The neurotransmitter that allows the transmission of impulses across the synapse is {acetylcholine}. Acetylcholine is a chemical messenger that plays a vital role in transmitting nerve impulses in both the central nervous system (CNS) and peripheral nervous system (PNS). It is primarily involved in the transmission of signals between neurons and muscles, especially at the neuromuscular junction, where it activates muscle contraction.
Step 2: Role of acetylcholine in synaptic transmission.
At the synapse, acetylcholine is released from the presynaptic neuron in response to an action potential. It then travels across the synaptic cleft and binds to specific receptors (called cholinergic receptors) on the postsynaptic neuron or effector cell (e.g., muscle). This binding opens ion channels in the postsynaptic membrane, allowing the influx of sodium ions, which initiates a response, such as the generation of an action potential in the postsynaptic cell or muscle contraction.
Step 3: Types of acetylcholine receptors.
Acetylcholine acts on two types of receptors: 1. Nicotinic receptors: Found at the neuromuscular junction and in the autonomic ganglia. These receptors are ion channels that, when activated by acetylcholine, lead to depolarization of the postsynaptic membrane and the initiation of an action potential. 2. Muscarinic receptors: Found in the heart, smooth muscles, and various glands. These receptors are G-protein-coupled receptors that mediate slower, longer-lasting effects such as the regulation of heart rate and smooth muscle contraction.

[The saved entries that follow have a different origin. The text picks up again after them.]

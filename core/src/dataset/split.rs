use crate::dataset::root_cause::RootCauseDataset;
use crate::dataset::sequence::SequenceDataset;
use crate::telemetry::RootCause;
use ndarray::{Array1, Array2, Array3, Axis};
use rand::rngs::StdRng;
use rand::seq::SliceRandom;
use rand::SeedableRng;
use serde::{Deserialize, Serialize};

/// Shuffled train/test index split.
pub fn split_indices(n: usize, test_fraction: f64, seed: u64) -> (Vec<usize>, Vec<usize>) {
    let mut indices: Vec<usize> = (0..n).collect();
    indices.shuffle(&mut StdRng::seed_from_u64(seed));
    let test_len = ((n as f64) * test_fraction).round() as usize;
    let test_len = test_len.min(n);
    let (test, train) = indices.split_at(test_len);
    (train.to_vec(), test.to_vec())
}

/// Stratified variant keeping the binary label mix in both halves.
pub fn stratified_indices(
    labels: &[u8],
    test_fraction: f64,
    seed: u64,
) -> (Vec<usize>, Vec<usize>) {
    let mut rng = StdRng::seed_from_u64(seed);
    let mut train = Vec::new();
    let mut test = Vec::new();
    for class in [0u8, 1u8] {
        let mut class_indices: Vec<usize> = labels
            .iter()
            .enumerate()
            .filter(|(_, &label)| label == class)
            .map(|(index, _)| index)
            .collect();
        class_indices.shuffle(&mut rng);
        let test_len = ((class_indices.len() as f64) * test_fraction).round() as usize;
        let test_len = test_len.min(class_indices.len());
        test.extend_from_slice(&class_indices[..test_len]);
        train.extend_from_slice(&class_indices[test_len..]);
    }
    train.shuffle(&mut rng);
    test.shuffle(&mut rng);
    (train, test)
}

/// On-disk dump of the sequence train/test split.
#[derive(Debug, Clone, Serialize, Deserialize)]
pub struct SequenceSplit {
    pub x_train: Array3<f64>,
    pub x_test: Array3<f64>,
    pub y_train: Array1<f64>,
    pub y_test: Array1<f64>,
}

impl SequenceSplit {
    pub fn from_dataset(dataset: &SequenceDataset, test_fraction: f64, seed: u64) -> Self {
        let labels: Vec<u8> = dataset.y.iter().map(|&label| (label >= 0.5) as u8).collect();
        let (train, test) = stratified_indices(&labels, test_fraction, seed);
        Self {
            x_train: dataset.x.select(Axis(0), &train),
            x_test: dataset.x.select(Axis(0), &test),
            y_train: dataset.y.select(Axis(0), &train),
            y_test: dataset.y.select(Axis(0), &test),
        }
    }
}

/// On-disk dump of the root-cause train/test split.
///
/// Preprocessing always writes this file; a zero-row split means "no
/// anomalies existed", which the trainer handles by skipping, while a
/// missing file means preprocessing has not run at all.
#[derive(Debug, Clone, Serialize, Deserialize)]
pub struct TabularSplit {
    pub x_train: Array2<f64>,
    pub x_test: Array2<f64>,
    pub y_train: Array2<f64>,
    pub y_test: Array2<f64>,
    pub causes: Vec<RootCause>,
}

impl TabularSplit {
    pub fn from_dataset(dataset: &RootCauseDataset, test_fraction: f64, seed: u64) -> Self {
        let (train, test) = split_indices(dataset.x.nrows(), test_fraction, seed);
        Self {
            x_train: dataset.x.select(Axis(0), &train),
            x_test: dataset.x.select(Axis(0), &test),
            y_train: dataset.y.select(Axis(0), &train),
            y_test: dataset.y.select(Axis(0), &test),
            causes: dataset.causes.clone(),
        }
    }

    pub fn empty(n_features: usize) -> Self {
        let n_causes = RootCause::ALL.len();
        Self {
            x_train: Array2::zeros((0, n_features)),
            x_test: Array2::zeros((0, n_features)),
            y_train: Array2::zeros((0, n_causes)),
            y_test: Array2::zeros((0, n_causes)),
            causes: RootCause::ALL.to_vec(),
        }
    }
}

#[cfg(test)]
mod tests {
    use super::*;
    use std::collections::HashSet;

    #[test]
    fn split_partitions_all_indices() {
        let (train, test) = split_indices(10, 0.2, 42);
        assert_eq!(train.len(), 8);
        assert_eq!(test.len(), 2);
        let all: HashSet<usize> = train.iter().chain(test.iter()).copied().collect();
        assert_eq!(all.len(), 10);
    }

    #[test]
    fn split_is_deterministic_for_a_seed() {
        assert_eq!(split_indices(20, 0.2, 7), split_indices(20, 0.2, 7));
        assert_ne!(split_indices(20, 0.2, 7).1, split_indices(20, 0.2, 8).1);
    }

    #[test]
    fn stratified_split_preserves_the_class_mix() {
        let mut labels = vec![0u8; 10];
        labels.extend(vec![1u8; 10]);
        let (train, test) = stratified_indices(&labels, 0.2, 42);
        assert_eq!(train.len(), 16);
        assert_eq!(test.len(), 4);
        let positives_in_test = test.iter().filter(|&&index| labels[index] == 1).count();
        assert_eq!(positives_in_test, 2);
    }
}
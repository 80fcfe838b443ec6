pub mod boosted;
pub mod forest;
pub mod metrics;
pub mod sequence;
pub mod tree;

pub use boosted::{BoostedConfig, GradientBoostedRegressor};
pub use forest::{ForestConfig, MultiLabelForest, RandomForest};
pub use metrics::{
    balanced_class_weights, classification_metrics, mean_absolute_error, r2_score,
    root_mean_squared_error, ClassificationReport,
};
pub use sequence::{RecurrentClassifier, SequenceModelConfig};
pub use tree::{RegressionTree, TreeConfig};

use ndarray::{Array1, ArrayView1, ArrayView2};

/// Prediction seam shared by the tabular models.
pub trait TabularModel {
    fn predict_one(&self, row: ArrayView1<f64>) -> f64;

    fn predict(&self, x: ArrayView2<f64>) -> Array1<f64> {
        let predictions: Vec<f64> = x.rows().into_iter().map(|row| self.predict_one(row)).collect();
        Array1::from_vec(predictions)
    }
}
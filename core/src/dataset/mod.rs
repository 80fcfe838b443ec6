pub mod lifetime;
pub mod root_cause;
pub mod sequence;
pub mod split;

pub use lifetime::{build_lifetime_dataset, LifetimeDataset};
pub use root_cause::{build_root_cause_dataset, RootCauseDataset};
pub use sequence::{build_sequence_dataset, SequenceDataset};
pub use split::{split_indices, stratified_indices, SequenceSplit, TabularSplit};
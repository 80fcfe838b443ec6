use crate::models::tree::{RegressionTree, TreeConfig};
use crate::models::TabularModel;
use crate::prelude::{CoreError, CoreResult};
use crate::telemetry::RootCause;
use ndarray::{Array2, ArrayView1, ArrayView2, Axis};
use rand::rngs::StdRng;
use rand::{Rng, SeedableRng};
use serde::{Deserialize, Serialize};

/// Fit settings for the root-cause forests.
#[derive(Debug, Clone, Serialize, Deserialize)]
#[serde(default)]
pub struct ForestConfig {
    pub n_estimators: usize,
    pub max_depth: usize,
    pub min_samples_split: usize,
    /// Weight samples inversely to their class frequency.
    pub balanced_weights: bool,
    pub seed: u64,
}

impl Default for ForestConfig {
    fn default() -> Self {
        Self {
            n_estimators: 100,
            max_depth: 10,
            min_samples_split: 2,
            balanced_weights: true,
            seed: 42,
        }
    }
}

/// Bootstrap forest of regression trees averaged into a probability.
#[derive(Debug, Clone, Serialize, Deserialize)]
pub struct RandomForest {
    trees: Vec<RegressionTree>,
    pub threshold: f64,
}

impl RandomForest {
    pub fn fit(x: ArrayView2<f64>, y: ArrayView1<f64>, config: &ForestConfig) -> CoreResult<Self> {
        let rows = x.nrows();
        if rows == 0 {
            return Err(CoreError::InvalidInput(
                "empty classification training set".to_string(),
            ));
        }
        if y.len() != rows {
            return Err(CoreError::InvalidInput(format!(
                "feature rows ({}) and labels ({}) disagree",
                rows,
                y.len()
            )));
        }

        let weights = if config.balanced_weights {
            class_balanced_weights(y)
        } else {
            vec![1.0; rows]
        };
        let subsample = ((x.ncols() as f64).sqrt().round() as usize).max(1);
        let tree_config = TreeConfig {
            max_depth: config.max_depth,
            min_samples_split: config.min_samples_split,
            feature_subsample: Some(subsample),
        };

        let mut rng = StdRng::seed_from_u64(config.seed);
        let mut trees = Vec::with_capacity(config.n_estimators);
        for _ in 0..config.n_estimators {
            let sample: Vec<usize> = (0..rows).map(|_| rng.gen_range(0..rows)).collect();
            let x_sample = x.select(Axis(0), &sample);
            let y_sample = y.select(Axis(0), &sample);
            let w_sample: Vec<f64> = sample.iter().map(|&row| weights[row]).collect();
            trees.push(RegressionTree::fit(
                x_sample.view(),
                y_sample.view(),
                &w_sample,
                &tree_config,
                &mut rng,
            ));
        }

        Ok(Self {
            trees,
            threshold: 0.5,
        })
    }

    pub fn predict_proba_one(&self, row: ArrayView1<f64>) -> f64 {
        if self.trees.is_empty() {
            return 0.0;
        }
        let total: f64 = self.trees.iter().map(|tree| tree.predict_one(row)).sum();
        (total / self.trees.len() as f64).clamp(0.0, 1.0)
    }

    pub fn predict_label(&self, row: ArrayView1<f64>) -> u8 {
        u8::from(self.predict_proba_one(row) >= self.threshold)
    }

    pub fn feature_importances(&self, n_features: usize) -> Vec<f64> {
        let mut totals = vec![0.0; n_features];
        for tree in &self.trees {
            for (feature, gain) in tree.feature_importances().iter().enumerate() {
                if feature < n_features {
                    totals[feature] += gain;
                }
            }
        }
        let sum: f64 = totals.iter().sum();
        if sum > 0.0 {
            for total in &mut totals {
                *total /= sum;
            }
        }
        totals
    }
}

impl TabularModel for RandomForest {
    fn predict_one(&self, row: ArrayView1<f64>) -> f64 {
        self.predict_proba_one(row)
    }
}

/// Inverse-frequency sample weights for a 0/1 target; a single-class
/// target degrades to uniform weights.
fn class_balanced_weights(y: ArrayView1<f64>) -> Vec<f64> {
    let rows = y.len();
    let positives = y.iter().filter(|&&label| label >= 0.5).count();
    let negatives = rows - positives;
    if positives == 0 || negatives == 0 {
        return vec![1.0; rows];
    }
    let positive_weight = rows as f64 / (2.0 * positives as f64);
    let negative_weight = rows as f64 / (2.0 * negatives as f64);
    y.iter()
        .map(|&label| {
            if label >= 0.5 {
                positive_weight
            } else {
                negative_weight
            }
        })
        .collect()
}

/// One forest per root-cause label; the one-hot targets are independently
/// settable, so each label trains on its own column.
#[derive(Debug, Clone, Serialize, Deserialize)]
pub struct MultiLabelForest {
    pub causes: Vec<RootCause>,
    forests: Vec<RandomForest>,
}

impl MultiLabelForest {
    pub fn fit(
        x: ArrayView2<f64>,
        y: ArrayView2<f64>,
        causes: &[RootCause],
        config: &ForestConfig,
    ) -> CoreResult<Self> {
        if y.ncols() != causes.len() {
            return Err(CoreError::InvalidInput(format!(
                "target columns ({}) and cause labels ({}) disagree",
                y.ncols(),
                causes.len()
            )));
        }
        let mut forests = Vec::with_capacity(causes.len());
        for (column, _) in causes.iter().enumerate() {
            let per_label = ForestConfig {
                seed: config.seed.wrapping_add(column as u64),
                ..config.clone()
            };
            forests.push(RandomForest::fit(x, y.column(column), &per_label)?);
        }
        Ok(Self {
            causes: causes.to_vec(),
            forests,
        })
    }

    /// Per-row, per-cause label predictions.
    pub fn predict(&self, x: ArrayView2<f64>) -> Array2<u8> {
        let mut out = Array2::zeros((x.nrows(), self.forests.len()));
        for (row_index, row) in x.rows().into_iter().enumerate() {
            for (column, forest) in self.forests.iter().enumerate() {
                out[[row_index, column]] = forest.predict_label(row);
            }
        }
        out
    }

    /// Importances averaged across the per-cause forests.
    pub fn mean_feature_importances(&self, n_features: usize) -> Vec<f64> {
        let mut totals = vec![0.0; n_features];
        if self.forests.is_empty() {
            return totals;
        }
        for forest in &self.forests {
            for (feature, value) in forest.feature_importances(n_features).iter().enumerate() {
                totals[feature] += value;
            }
        }
        for total in &mut totals {
            *total /= self.forests.len() as f64;
        }
        totals
    }
}

#[cfg(test)]
mod tests {
    use super::*;
    use ndarray::{array, Array1, Array2};

    fn separable() -> (Array2<f64>, Array1<f64>) {
        let x = array![
            [-2.0, 0.3],
            [-1.5, 0.1],
            [-1.0, 0.7],
            [-0.5, 0.2],
            [0.5, 0.9],
            [1.0, 0.4],
            [1.5, 0.6],
            [2.0, 0.8],
        ];
        let y = array![0.0, 0.0, 0.0, 0.0, 1.0, 1.0, 1.0, 1.0];
        (x, y)
    }

    #[test]
    fn forest_separates_a_linear_boundary() {
        let (x, y) = separable();
        let config = ForestConfig {
            n_estimators: 25,
            ..ForestConfig::default()
        };
        let forest = RandomForest::fit(x.view(), y.view(), &config).unwrap();
        assert_eq!(forest.predict_label(array![-1.2, 0.5].view()), 0);
        assert_eq!(forest.predict_label(array![1.2, 0.5].view()), 1);
    }

    #[test]
    fn single_class_target_degrades_to_uniform_weights() {
        let y = array![1.0, 1.0, 1.0];
        assert_eq!(class_balanced_weights(y.view()), vec![1.0, 1.0, 1.0]);
        let y = array![0.0, 0.0, 1.0, 1.0];
        let weights = class_balanced_weights(y.view());
        assert!((weights[0] - 1.0).abs() < 1e-12);
        assert!((weights[2] - 1.0).abs() < 1e-12);
    }

    #[test]
    fn multi_label_forest_predicts_one_column_per_cause() {
        let (x, y_binary) = separable();
        let mut y = Array2::zeros((x.nrows(), RootCause::ALL.len()));
        for (row, &label) in y_binary.iter().enumerate() {
            y[[row, RootCause::MemoryLeak.index()]] = label;
        }
        let config = ForestConfig {
            n_estimators: 10,
            ..ForestConfig::default()
        };
        let model = MultiLabelForest::fit(x.view(), y.view(), &RootCause::ALL, &config).unwrap();
        let predicted = model.predict(x.view());
        assert_eq!(predicted.dim(), (8, RootCause::ALL.len()));
        assert_eq!(predicted[[0, RootCause::MemoryLeak.index()]], 0);
        assert_eq!(predicted[[7, RootCause::MemoryLeak.index()]], 1);
    }
}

Step 4: Degradation of acetylcholine.
Once acetylcholine has transmitted its signal, it must be broken down to prevent continuous stimulation of the postsynaptic cell. This is done by the enzyme {acetylcholinesterase}, which breaks acetylcholine into acetic acid and choline. The choline is then reabsorbed by the presynaptic neuron to be used for the synthesis of more acetylcholine.